My Lo was on Nutriprem 2 from about two months old .We have just changed milk and 
she is now on Similac high energy it comes in ready made 200ml bottles.She is a picky 
eater so needs the extra calories and energy with constantly bum shuffling every way! Lol.She actually taking more of this milk then when on the the nutriprem.


----------



## Marleysgirl

Andrew was on fortified EBM, then NutriPrem2, and is now on Infatrini, which comes as readymade 200ml bottles on prescription (so free!) Whenever we've switched, we've done it as a gradual process (starting by mixing 10% of one & 90% of the other) over a number of days.
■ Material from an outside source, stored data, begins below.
use super::*;

const K: [u32; 64] = [
    0x428a2f98, 0x71374491, 0xb5c0fbcf, 0xe9b5dba5, 0x3956c25b, 0x59f111f1, 0x923f82a4, 0xab1c5ed5,
    0xd807aa98, 0x12835b01, 0x243185be, 0x550c7dc3, 0x72be5d74, 0x80deb1fe, 0x9bdc06a7, 0xc19bf174,
    0xe49b69c1, 0xefbe4786, 0x0fc19dc6, 0x240ca1cc, 0x2de92c6f, 0x4a7484aa, 0x5cb0a9dc, 0x76f988da,
    0x983e5152, 0xa831c66d, 0xb00327c8, 0xbf597fc7, 0xc6e00bf3, 0xd5a79147, 0x06ca6351, 0x14292967,
    0x27b70a85, 0x2e1b2138, 0x4d2c6dfc, 0x53380d13, 0x650a7354, 0x766a0abb, 0x81c2c92e, 0x92722c85,
    0xa2bfe8a1, 0xa81a664b, 0xc24b8b70, 0xc76c51a3, 0xd192e819, 0xd6990624, 0xf40e3585, 0x106aa070,
    0x19a4c116, 0x1e376c08, 0x2748774c, 0x34b0bcb5, 0x391c0cb3, 0x4ed8aa4a, 0x5b9cca4f, 0x682e6ff3,
    0x748f82ee, 0x78a5636f, 0x84c87814, 0x8cc70208, 0x90befffa, 0xa4506ceb, 0xbef9a3f7, 0xc67178f2,
];

const H0: [u32; 8] = [
    0x6a09e667, 0xbb67ae85, 0x3c6ef372, 0xa54ff53a, 0x510e527f, 0x9b05688c, 0x1f83d9ab, 0x5be0cd19,
];

/// SHA256(SHA256(data)) in natural digest order (little-endian when read as a number).
pub fn sha256d(data: &[u8]) -> [u8; 32] {
    bitcoin::hashes::sha256d::Hash::hash(data).to_byte_array()
}

/// SHA-256 state after compressing the first 64-byte chunk of a block header,
/// packed as eight little-endian words. Only bytes 64..80 of the header hold
/// fields that change while mining, so a device seeded with this state never
/// has to hash the first chunk again.
pub fn midstate(header: &[u8; 80]) -> [u8; 32] {
    let mut state = H0;
    let mut chunk = [0u8; 64];
    chunk.copy_from_slice(&header[..64]);
    compress(&mut state, &chunk);

    let mut midstate = [0u8; 32];
    for (word, out) in state.iter().zip(midstate.chunks_exact_mut(4)) {
        LittleEndian::write_u32(out, *word);
    }
    midstate
}

fn compress(state: &mut [u32; 8], chunk: &[u8; 64]) {
    let mut w = [0u32; 64];
    for (i, word) in chunk.chunks_exact(4).enumerate() {
        w[i] = BigEndian::read_u32(word);
    }

    for i in 16..64 {
        let s0 = w[i - 15].rotate_right(7) ^ w[i - 15].rotate_right(18) ^ (w[i - 15] >> 3);
        let s1 = w[i - 2].rotate_right(17) ^ w[i - 2].rotate_right(19) ^ (w[i - 2] >> 10);
        w[i] = w[i - 16]
            .wrapping_add(s0)
            .wrapping_add(w[i - 7])
            .wrapping_add(s1);
    }

    let [mut a, mut b, mut c, mut d, mut e, mut f, mut g, mut h] = *state;

    for i in 0..64 {
        let s1 = e.rotate_right(6) ^ e.rotate_right(11) ^ e.rotate_right(25);
        let ch = (e & f) ^ (!e & g);
        let t1 = h
            .wrapping_add(s1)
            .wrapping_add(ch)
            .wrapping_add(K[i])
            .wrapping_add(w[i]);
        let s0 = a.rotate_right(2) ^ a.rotate_right(13) ^ a.rotate_right(22);
        let maj = (a & b) ^ (a & c) ^ (b & c);
        let t2 = s0.wrapping_add(maj);

        h = g;
        g = f;
        f = e;
        e = d.wrapping_add(t1);
        d = c;
        c = b;
        b = a;
        a = t1.wrapping_add(t2);
    }

    for (word, value) in state.iter_mut().zip([a, b, c, d, e, f, g, h]) {
        *word = word.wrapping_add(value);
    }
}
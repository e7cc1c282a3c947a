//! Validated text primitives shared by the report crates.
//!
//! Every piece of free text a user can type into the report form (stain names, custom notes,
//! custom sub-locations) goes through [`NonEmptyText`], so blank submissions are rejected by
//! construction rather than checked at each call site.

/// Errors that can occur when creating validated text types.
#[derive(Debug, Clone, PartialEq, Eq, thiserror::Error)]
pub enum TextError {
    /// The input text was empty or contained only whitespace
    #[error("Text cannot be empty")]
    Empty,
}

/// A string type that guarantees non-empty content.
///
/// The input is trimmed of leading and trailing whitespace during construction.
#[derive(Debug, Clone, PartialEq, Eq, PartialOrd, Ord, Hash)]
pub struct NonEmptyText(String);

impl NonEmptyText {
    /// Creates a new `NonEmptyText` from the given input.
    ///
    /// Returns `Err(TextError::Empty)` if the trimmed input is empty.
    pub fn new(input: impl AsRef<str>) -> Result<Self, TextError> {
        let trimmed = input.as_ref().trim();
        if trimmed.is_empty() {
            return Err(TextError::Empty);
        }
        Ok(Self(trimmed.to_owned()))
    }

    /// Returns the inner string as a string slice.
    pub fn as_str(&self) -> &str {
        &self.0
    }

    /// Consumes the wrapper and returns the owned string.
    pub fn into_string(self) -> String {
        self.0
    }
}

impl std::fmt::Display for NonEmptyText {
    fn fmt(&self, f: &mut std::fmt::Formatter<'_>) -> std::fmt::Result {
        write!(f, "{}", self.0)
    }
}

impl AsRef<str> for NonEmptyText {
    fn as_ref(&self) -> &str {
        &self.0
    }
}

impl std::str::FromStr for NonEmptyText {
    type Err = TextError;

    fn from_str(s: &str) -> Result<Self, Self::Err> {
        Self::new(s)
    }
}

impl serde::Serialize for NonEmptyText {
    fn serialize<S>(&self, serializer: S) -> Result<S::Ok, S::Error>
    where
        S: serde::Serializer,
    {
        serializer.serialize_str(&self.0)
    }
}

impl<'de> serde::Deserialize<'de> for NonEmptyText {
    fn deserialize<D>(deserializer: D) -> Result<Self, D::Error>
    where
        D: serde::Deserializer<'de>,
    {
        let s = String::deserialize(deserializer)?;
        NonEmptyText::new(&s).map_err(serde::de::Error::custom)
    }
}

#[cfg(test)]
mod tests {
    use super::*;

    #[test]
    fn trims_input() {
        let text = NonEmptyText::new("  Warthin-Starry \n").expect("valid");
        assert_eq!(text.as_str(), "Warthin-Starry");
    }

    #[test]
    fn rejects_blank_input() {
        assert_eq!(NonEmptyText::new(""), Err(TextError::Empty));
        assert_eq!(NonEmptyText::new(" \t "), Err(TextError::Empty));
    }

    #[test]
    fn deserialize_rejects_blank_string() {
        let err = serde_yaml::from_str::<NonEmptyText>("\"  \"").expect_err("blank");
        assert!(err.to_string().contains("Text cannot be empty"));

        let ok: NonEmptyText = serde_yaml::from_str("PAS").expect("valid");
        assert_eq!(ok.as_str(), "PAS");
    }
}
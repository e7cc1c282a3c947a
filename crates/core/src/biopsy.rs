//! Biopsy records.
//!
//! A [`Biopsy`] is one physical specimen in the report. Records are created with site-specific
//! defaults and are then changed only through [`crate::editor::BiopsyEdit`] values dispatched by
//! the session.

use crate::catalog;
use crate::derivation::derive_diagnosis;
use crate::location::BiopsyLocation;
use crate::severity::Findings;
use serde::{Deserialize, Serialize};
use std::collections::BTreeSet;
use uuid::Uuid;

/// Opaque identifier of a biopsy record, stable for the lifetime of the record.
#[derive(Clone, Copy, Debug, PartialEq, Eq, Hash)]
pub struct BiopsyId(Uuid);

impl BiopsyId {
    /// Generates a fresh random identifier.
    pub fn new() -> Self {
        Self(Uuid::new_v4())
    }

    pub fn uuid(&self) -> Uuid {
        self.0
    }
}

impl Default for BiopsyId {
    fn default() -> Self {
        Self::new()
    }
}

impl std::fmt::Display for BiopsyId {
    fn fmt(&self, f: &mut std::fmt::Formatter<'_>) -> std::fmt::Result {
        write!(f, "{}", self.0.simple())
    }
}

// ============================================================================
// Location feature bags
// ============================================================================

/// Canned oesophageal observations.
#[derive(Clone, Copy, Debug, PartialEq, Eq, Hash, PartialOrd, Ord, Serialize, Deserialize)]
#[serde(rename_all = "snake_case")]
pub enum EsophagusFeature {
    BasalCellHyperplasia,
    PapillaryElongation,
    DilatedIntercellularSpaces,
    IntraepithelialEosinophils,
    GobletCells,
}

impl EsophagusFeature {
    pub const ALL: [EsophagusFeature; 5] = [
        EsophagusFeature::BasalCellHyperplasia,
        EsophagusFeature::PapillaryElongation,
        EsophagusFeature::DilatedIntercellularSpaces,
        EsophagusFeature::IntraepithelialEosinophils,
        EsophagusFeature::GobletCells,
    ];

    pub fn phrase(self) -> &'static str {
        match self {
            EsophagusFeature::BasalCellHyperplasia => "Bazal hücre hiperplazisi",
            EsophagusFeature::PapillaryElongation => "Papiller uzama",
            EsophagusFeature::DilatedIntercellularSpaces => "Hücreler arası aralıklarda genişleme",
            EsophagusFeature::IntraepithelialEosinophils => "İntraepitelyal eozinofiller",
            EsophagusFeature::GobletCells => "Goblet hücreleri",
        }
    }
}

/// Canned gastric observations.
#[derive(Clone, Copy, Debug, PartialEq, Eq, Hash, PartialOrd, Ord, Serialize, Deserialize)]
#[serde(rename_all = "snake_case")]
pub enum StomachFeature {
    FoveolarHyperplasia,
    LymphoidFollicles,
    SurfaceErosion,
    EdemaAndCongestion,
}

impl StomachFeature {
    pub const ALL: [StomachFeature; 4] = [
        StomachFeature::FoveolarHyperplasia,
        StomachFeature::LymphoidFollicles,
        StomachFeature::SurfaceErosion,
        StomachFeature::EdemaAndCongestion,
    ];

    pub fn phrase(self) -> &'static str {
        match self {
            StomachFeature::FoveolarHyperplasia => "Foveolar hiperplazi",
            StomachFeature::LymphoidFollicles => "Lenfoid folikül oluşumu",
            StomachFeature::SurfaceErosion => "Yüzey epitelinde erozyon",
            StomachFeature::EdemaAndCongestion => "Lamina propriada ödem ve konjesyon",
        }
    }
}

/// Endocrine cell pattern seen on synaptophysin immunostaining.
#[derive(Clone, Copy, Debug, PartialEq, Eq, Hash, Serialize, Deserialize)]
#[serde(rename_all = "snake_case")]
pub enum SynaptophysinPattern {
    NoHyperplasia,
    Linear,
    Micronodular,
}

impl SynaptophysinPattern {
    pub fn phrase(self) -> &'static str {
        match self {
            SynaptophysinPattern::NoHyperplasia => {
                "Sinaptofizin ile endokrin hücre hiperplazisi izlenmemiştir"
            }
            SynaptophysinPattern::Linear => "Sinaptofizin ile lineer endokrin hücre hiperplazisi",
            SynaptophysinPattern::Micronodular => {
                "Sinaptofizin ile mikronodüler endokrin hücre hiperplazisi"
            }
        }
    }
}

/// Duodenal observations.
///
/// These have no structured report line of their own: a duodenal feature is "on" exactly when
/// its phrase is present in the record's notes, so toggling it toggles the note.
#[derive(Clone, Copy, Debug, PartialEq, Eq, Hash, PartialOrd, Ord, Serialize, Deserialize)]
#[serde(rename_all = "snake_case")]
pub enum DuodenumFeature {
    BrunnerGlandHyperplasia,
    GastricMetaplasia,
    IntraepithelialLymphocytosis,
}

impl DuodenumFeature {
    pub const ALL: [DuodenumFeature; 3] = [
        DuodenumFeature::BrunnerGlandHyperplasia,
        DuodenumFeature::GastricMetaplasia,
        DuodenumFeature::IntraepithelialLymphocytosis,
    ];

    pub fn phrase(self) -> &'static str {
        match self {
            DuodenumFeature::BrunnerGlandHyperplasia => "Brunner bezi hiperplazisi",
            DuodenumFeature::GastricMetaplasia => "Yüzey epitelinde gastrik foveolar metaplazi",
            DuodenumFeature::IntraepithelialLymphocytosis => "Artmış intraepitelyal lenfositler",
        }
    }
}

#[derive(Clone, Debug, Default, PartialEq, Eq)]
pub struct EsophagusFeatures {
    pub enabled: BTreeSet<EsophagusFeature>,
}

#[derive(Clone, Debug, Default, PartialEq, Eq)]
pub struct StomachFeatures {
    pub enabled: BTreeSet<StomachFeature>,
    pub synaptophysin: Option<SynaptophysinPattern>,
}

/// Site-specific feature bag of a record. Sites without structured features carry `None`.
#[derive(Clone, Debug, PartialEq, Eq)]
pub enum LocationFeatures {
    Esophagus(EsophagusFeatures),
    Stomach(StomachFeatures),
    None,
}

impl LocationFeatures {
    pub fn for_location(location: BiopsyLocation) -> Self {
        match location {
            BiopsyLocation::Esophagus => LocationFeatures::Esophagus(EsophagusFeatures::default()),
            BiopsyLocation::Stomach => LocationFeatures::Stomach(StomachFeatures::default()),
            BiopsyLocation::Duodenum | BiopsyLocation::Ileum | BiopsyLocation::Colon => {
                LocationFeatures::None
            }
        }
    }
}

// ============================================================================
// Biopsy
// ============================================================================

/// One structured specimen entry of the report.
#[derive(Clone, Debug, PartialEq, Eq)]
pub struct Biopsy {
    pub id: BiopsyId,
    pub location: BiopsyLocation,
    /// Ordered sub-site labels. The first entry is the main location used for grouping.
    pub sub_locations: Vec<String>,
    /// 1-based position at creation time. Display numbering uses list order instead.
    pub sequence: usize,
    pub findings: Findings,
    pub diagnosis: String,
    pub notes: Vec<String>,
    /// Ad-hoc stains for this specimen only.
    pub custom_stains: Vec<String>,
    pub eosinophil_count: String,
    pub features: LocationFeatures,
}

impl Biopsy {
    /// Creates a record with the defaults of its site.
    ///
    /// The derivation rules run once on the fresh record so a new gastric biopsy already reads
    /// as normal mucosa.
    pub fn new(location: BiopsyLocation, sequence: usize) -> Self {
        let findings = match location {
            BiopsyLocation::Stomach => Findings::default(),
            _ => Findings::without_special_evaluations(),
        };

        derive_diagnosis(Self {
            id: BiopsyId::new(),
            location,
            sub_locations: vec![catalog::default_sub_location(location).to_string()],
            sequence,
            findings,
            diagnosis: catalog::default_diagnosis(location)
                .map(str::to_string)
                .unwrap_or_default(),
            notes: Vec::new(),
            custom_stains: Vec::new(),
            eosinophil_count: String::new(),
            features: LocationFeatures::for_location(location),
        })
    }

    /// First sub-location, trimmed, or an empty string when none is set.
    pub fn main_location(&self) -> &str {
        self.sub_locations
            .first()
            .map(|s| s.trim())
            .unwrap_or_default()
    }

    /// Sub-locations after the main one.
    pub fn additional_locations(&self) -> &[String] {
        self.sub_locations.get(1..).unwrap_or_default()
    }

    /// Grouping key used for "(i/N)" numbering.
    pub fn group_key(&self) -> (BiopsyLocation, &str) {
        (self.location, self.main_location())
    }

    pub fn has_duodenum_feature(&self, feature: DuodenumFeature) -> bool {
        self.location == BiopsyLocation::Duodenum
            && self.notes.iter().any(|note| note == feature.phrase())
    }
}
(Oooh, I see you're in Stockport. I'm in Manc, and Sherryberry79 is in Stockport!)


----------



## Dasy25

Hey my LO has been on Nutriprem since my EBM stock ran really low. Initially she got half Nutriprem 1 mixed with EBM and eventually lead onto NP2. She was 850grams at birth (25weeks) and took ages to put any weight on. The minute she started on full NP2 feeds her weight blossomed and at 5months actual age now weighs 8lbs 5oz. 
I think it can be quite a heavy milk for some babies however my LO seems to enjoy it enough.


----------



## sherryberry79

Yep Marleysgirl is right I am in Stockport.......Reddish actually!
Millie has been on Infatrini since she came off EBM until, well, now!! We have never had a problem with Infatrini and Millie certainly seems to like it. I have to say that we have not witnessed any rapid weight gains whilst on it, but we have made steady progress, maybe if she had not been on a high cal formula her gains would have been far worse. That is why I am a little concerned about her being taken off it now. Is your LO under SHH?


----------



## jkbmah

hiya yes sherryberry we are under stepping Hill (nice 
name choice for your little one too!!) - im just off didsbury road, so not far from you!! im wondering how any high cal formula will mix with gaviscon - she has reflux (well we think thats what it is!) and so we have to mix this with her formula, it thickens it to stop acid in her belly - if high cal formula is already thick then this might make her even more constipated than she already is !! 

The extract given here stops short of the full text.